There are other ways to perform a study of vibrations, among which is to analyze the signals in the frequency domain. For this, the amplitude vs frequency plot is used, which is known as the spectrum. This is the best tool currently available for machinery analysis. It was precisely the French mathematician Jean Baptiste Fourier (1768  1830) who found a way to represent a complex signal in the time domain by means of series of sinusoidal curves with specific amplitude and frequency values.
So what a spectrum analyzer, working with the fast Fourier transform, is doing is to capture a signal from a machine, calculate all the series of sinusoidal signals contained in the complex signal and finally display them individually in a spectrum plot.
Figure 2.9 clearly shows a threedimensional representation of the complex vibration signal acquired at a certain point in a machine.
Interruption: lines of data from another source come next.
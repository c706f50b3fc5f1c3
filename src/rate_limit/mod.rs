//! Rate limiting for NCBI E-utilities compliance
//!
//! NCBI E-utilities rate limits:
//! - 3 requests per second without API key
//! - 10 requests per second with API key
//! - Violations can result in IP blocking

use std::sync::{Arc, Mutex, MutexGuard};

use tokio::time::{Duration, Instant, sleep};
use tracing::{debug, instrument};

/// Token bucket rate limiter shared by every clone of a client
#[derive(Clone)]
pub struct RateLimiter {
    bucket: Arc<Mutex<TokenBucket>>,
}

struct TokenBucket {
    tokens: f64,
    capacity: f64,
    refill_rate: f64, // tokens per second
    last_refill: Instant,
}

impl TokenBucket {
    fn refill(&mut self) {
        let now = Instant::now();
        let elapsed = now.duration_since(self.last_refill).as_secs_f64();
        self.tokens = (self.tokens + elapsed * self.refill_rate).min(self.capacity);
        self.last_refill = now;
    }

    /// Time until one whole token is available
    fn wait_for_token(&self) -> Duration {
        let missing = (1.0 - self.tokens).max(0.0);
        Duration::from_secs_f64(missing / self.refill_rate)
    }
}

impl RateLimiter {
    /// Create a new rate limiter with the specified rate
    ///
    /// # Arguments
    ///
    /// * `rate` - Maximum requests per second (e.g., 3.0 for NCBI default)
    ///
    /// # Examples
    ///
    /// ```
    /// use entrez_client_rs::RateLimiter;
    ///
    /// let limiter_default = RateLimiter::new(3.0);
    /// let limiter_with_key = RateLimiter::new(10.0);
    /// ```
    pub fn new(rate: f64) -> Self {
        let rate = if rate.is_finite() && rate > 0.0 {
            rate
        } else {
            3.0
        };
        let capacity = rate.max(1.0);
        Self {
            bucket: Arc::new(Mutex::new(TokenBucket {
                tokens: capacity,
                capacity,
                refill_rate: rate,
                last_refill: Instant::now(),
            })),
        }
    }

    /// Create rate limiter for NCBI API without API key (3 requests/second)
    pub fn ncbi_default() -> Self {
        Self::new(3.0)
    }

    /// Create rate limiter for NCBI API with API key (10 requests/second)
    pub fn ncbi_with_key() -> Self {
        Self::new(10.0)
    }

    fn lock(&self) -> MutexGuard<'_, TokenBucket> {
        // A poisoned bucket still holds valid numbers
        self.bucket.lock().unwrap_or_else(|poisoned| poisoned.into_inner())
    }

    /// Acquire a token, waiting until one is available
    #[instrument(skip(self))]
    pub async fn acquire(&self) {
        loop {
            let wait = {
                let mut bucket = self.lock();
                bucket.refill();

                if bucket.tokens >= 1.0 {
                    bucket.tokens -= 1.0;
                    debug!(remaining_tokens = %bucket.tokens, "Token acquired");
                    return;
                }

                bucket.wait_for_token()
            };

            debug!(wait_duration_ms = wait.as_millis(), "Waiting for rate limit");
            sleep(wait).await;
        }
    }

    /// Check if a token is available without consuming it
    pub fn check_available(&self) -> bool {
        let mut bucket = self.lock();
        bucket.refill();
        bucket.tokens >= 1.0
    }

    /// Current token count (for testing and monitoring)
    pub fn token_count(&self) -> f64 {
        let mut bucket = self.lock();
        bucket.refill();
        bucket.tokens
    }

    /// Configured rate limit (requests per second)
    pub fn rate(&self) -> f64 {
        self.lock().refill_rate
    }
}
//! Standalone query builders against a mocked server

mod common;

use common::create_mock_client;
use entrez_client_rs::{
    Citation, CitationMatchStatus, ECitMatch, EFetch, EFetchParams, EGQuery, EInfo, EInfoParams,
    EPost, EPostParams, EResults, ESpell, ResultFormat, Eutility, HttpMethod,
};
use rstest::rstest;
use tracing_test::traced_test;
use wiremock::matchers::{body_string_contains, method, path, query_param};
use wiremock::{Mock, MockServer, ResponseTemplate};

const EINFO_DBLIST: &str = r#"<?xml version="1.0" encoding="UTF-8" ?>
<eInfoResult><DbList><DbName>pubmed</DbName><DbName>protein</DbName><DbName>nuccore</DbName></DbList></eInfoResult>"#;

const EINFO_PUBMED: &str = r#"<?xml version="1.0" encoding="UTF-8" ?>
<eInfoResult><DbInfo><DbName>pubmed</DbName><MenuName>PubMed</MenuName><Count>36000000</Count></DbInfo></eInfoResult>"#;

const ESPELL_XML: &str = r#"<?xml version="1.0" encoding="UTF-8" ?>
<eSpellResult><Database>pubmed</Database><Query>asthmaa OR alergies</Query><CorrectedQuery>asthma or allergies</CorrectedQuery><SpelledQuery/></eSpellResult>"#;

const EGQUERY_XML: &str = r#"<?xml version="1.0" encoding="UTF-8" ?>
<Result><Term>mouse[orgn]</Term><eGQueryResult>
<ResultItem><DbName>pubmed</DbName><MenuName>PubMed</MenuName><Count>1234</Count><Status>Ok</Status></ResultItem>
<ResultItem><DbName>pmc</DbName><MenuName>PMC</MenuName><Count>0</Count><Status>Term or Database is not found</Status></ResultItem>
</eGQueryResult></Result>"#;

#[rstest]
#[case::all_databases("", EINFO_DBLIST)]
#[case::single_database("pubmed", EINFO_PUBMED)]
#[tokio::test]
async fn test_einfo(#[case] db: &str, #[case] body: &str) {
    let mock_server = MockServer::start().await;

    Mock::given(method("GET"))
        .and(path("/einfo.fcgi"))
        .and(query_param("version", "2.0"))
        .respond_with(ResponseTemplate::new(200).set_body_string(body))
        .expect(1)
        .mount(&mock_server)
        .await;

    let client = create_mock_client(&mock_server);
    let mut einfo = EInfo::new(&client, EInfoParams::new().with_db(db)).unwrap();
    assert_eq!(einfo.request().params().contains("db"), !db.is_empty());

    einfo.try_results().await.unwrap();
    if db.is_empty() {
        assert_eq!(einfo.databases(), vec!["pubmed", "protein", "nuccore"]);
        assert_eq!(einfo.record_count(), None);
    } else {
        assert!(einfo.databases().is_empty());
        assert_eq!(einfo.record_count(), Some(36000000));
    }
}

#[tokio::test]
async fn test_espell() {
    let mock_server = MockServer::start().await;

    Mock::given(method("GET"))
        .and(path("/espell.fcgi"))
        .and(query_param("term", "asthmaa OR alergies"))
        .and(query_param("db", "pubmed"))
        .respond_with(ResponseTemplate::new(200).set_body_string(ESPELL_XML))
        .expect(1)
        .mount(&mock_server)
        .await;

    let client = create_mock_client(&mock_server);
    let mut spell = ESpell::new(&client, "asthmaa OR alergies", "pubmed").unwrap();
    spell.results().await;

    assert_eq!(
        spell.corrected_query().as_deref(),
        Some("asthma or allergies")
    );
}

#[tokio::test]
async fn test_egquery_counts() {
    let mock_server = MockServer::start().await;

    Mock::given(method("GET"))
        .and(path("/egquery.fcgi"))
        .and(query_param("term", "mouse[orgn]"))
        .respond_with(ResponseTemplate::new(200).set_body_string(EGQUERY_XML))
        .expect(1)
        .mount(&mock_server)
        .await;

    let client = create_mock_client(&mock_server);
    let mut query = EGQuery::new(&client, "mouse[orgn]").unwrap();
    query.results().await;

    let counts = query.counts();
    assert_eq!(counts.len(), 2);
    assert_eq!(counts[0].db_name, "pubmed");
    assert_eq!(counts[0].menu_name, "PubMed");
    assert_eq!(counts[0].count, 1234);
    assert!(counts[0].has_results());
    assert_eq!(counts[1].count, 0);
    assert_eq!(counts[1].status, "Term or Database is not found");
}

#[tokio::test]
#[traced_test]
async fn test_ecitmatch() {
    let mock_server = MockServer::start().await;

    Mock::given(method("GET"))
        .and(path("/ecitmatch.cgi"))
        .and(query_param("db", "pubmed"))
        .and(query_param("retmode", "xml"))
        .respond_with(ResponseTemplate::new(200).set_body_string(concat!(
            "proc natl acad sci u s a|1991|88|3248|mann bj|Art1|2014248\n",
            "science|1987|235|182|palmenberg ac|Art2|\n",
        )))
        .expect(1)
        .mount(&mock_server)
        .await;

    let client = create_mock_client(&mock_server);
    let citations = Citation::new("proc natl acad sci u s a", 1991, 88, 3248, "mann bj", "Art1")
        + Citation::new("science", 1987, 235, 182, "palmenberg ac", "Art2");
    let mut request = ECitMatch::new(&client, citations).unwrap();

    let matches = request.matches().await.unwrap();
    assert_eq!(matches.len(), 2);
    assert_eq!(matches[0].key, "Art1");
    assert_eq!(matches[0].pmid.as_deref(), Some("2014248"));
    assert_eq!(matches[0].status, CitationMatchStatus::Found);
    assert_eq!(matches[1].status, CitationMatchStatus::NotFound);

    // Served from cache
    let again = request.matches().await.unwrap();
    assert_eq!(again, matches);
    assert!(logs_contain("ECitMatch completed"));
}

#[tokio::test]
async fn test_ecitmatch_bdata_survives_reserved_characters() {
    let mock_server = MockServer::start().await;

    Mock::given(method("GET"))
        .and(path("/ecitmatch.cgi"))
        .and(query_param(
            "bdata",
            "Genes & Dev|1999|13|1|O'Brien C+|k#1|\rscience|1987|235|182|palmenberg ac|Art2|",
        ))
        .respond_with(ResponseTemplate::new(200).set_body_string(concat!(
            "genes & dev|1999|13|1|o'brien c+|k#1|10000001\n",
            "science|1987|235|182|palmenberg ac|Art2|3026048\n",
        )))
        .expect(1)
        .mount(&mock_server)
        .await;

    let client = create_mock_client(&mock_server);
    let citations = Citation::new("Genes & Dev", 1999, 13, 1, "O'Brien C+", "k#1")
        + Citation::new("science", 1987, 235, 182, "palmenberg ac", "Art2");
    let mut request = ECitMatch::new(&client, citations).unwrap();

    let matches = request.matches().await.unwrap();
    assert_eq!(matches.len(), 2);
    assert_eq!(matches[0].key, "k#1");
    assert_eq!(matches[0].pmid.as_deref(), Some("10000001"));
}

#[tokio::test]
async fn test_large_uid_lists_are_posted() {
    let mock_server = MockServer::start().await;
    let ids: Vec<String> = (1..=250).map(|i| i.to_string()).collect();

    Mock::given(method("POST"))
        .and(path("/efetch.fcgi"))
        .and(body_string_contains("db=protein"))
        .and(body_string_contains("id=1%2C2%2C3"))
        .respond_with(ResponseTemplate::new(200).set_body_string(">seq\nMK\n"))
        .expect(1)
        .mount(&mock_server)
        .await;

    Mock::given(method("POST"))
        .and(path("/epost.fcgi"))
        .respond_with(
            ResponseTemplate::new(200)
                .set_body_string("<ePostResult><QueryKey>1</QueryKey><WebEnv>MCID_L</WebEnv></ePostResult>"),
        )
        .expect(1)
        .mount(&mock_server)
        .await;

    let client = create_mock_client(&mock_server);

    let mut fetch = EFetch::new(
        &client,
        EFetchParams::new().with_db("protein").with_ids(&ids),
    )
    .unwrap();
    assert_eq!(fetch.request().method(), HttpMethod::Post);
    assert_eq!(fetch.results().await, ">seq\nMK\n");

    let mut post = EPost::new(&client, EPostParams::new(&ids)).unwrap();
    post.try_results().await.unwrap();
    assert_eq!(post.session().and_then(|s| s.webenv.as_deref()), Some("MCID_L"));
}

#[tokio::test]
async fn test_results_render_as_tree() {
    let mock_server = MockServer::start().await;

    Mock::given(method("GET"))
        .and(path("/einfo.fcgi"))
        .respond_with(ResponseTemplate::new(200).set_body_string(EINFO_DBLIST))
        .expect(1)
        .mount(&mock_server)
        .await;

    let client = create_mock_client(&mock_server);
    let mut einfo = EInfo::new(&client, EInfoParams::new()).unwrap();
    let body = einfo.results().await;

    let rendered = EResults::new(body, ResultFormat::Tree).to_string();
    assert!(rendered.starts_with("<eInfoResult>\n  <DbList>\n    <DbName>pubmed</DbName>\n"));
}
For this signal all the time domain sinusoidal signals that compose it are calculated, and finally each one of them is shown in the frequency domain.
Therefore, by using the Fourier transform, we can retrieve the sum of simple vibrations from Figure 2.5 and represent exactly the same operation in the frequency domain as shown in Figure 2.10, with the particularity that in this case it is straightforward to obtain from the resulting spectrum the frequencies and amplitudes for the two original components.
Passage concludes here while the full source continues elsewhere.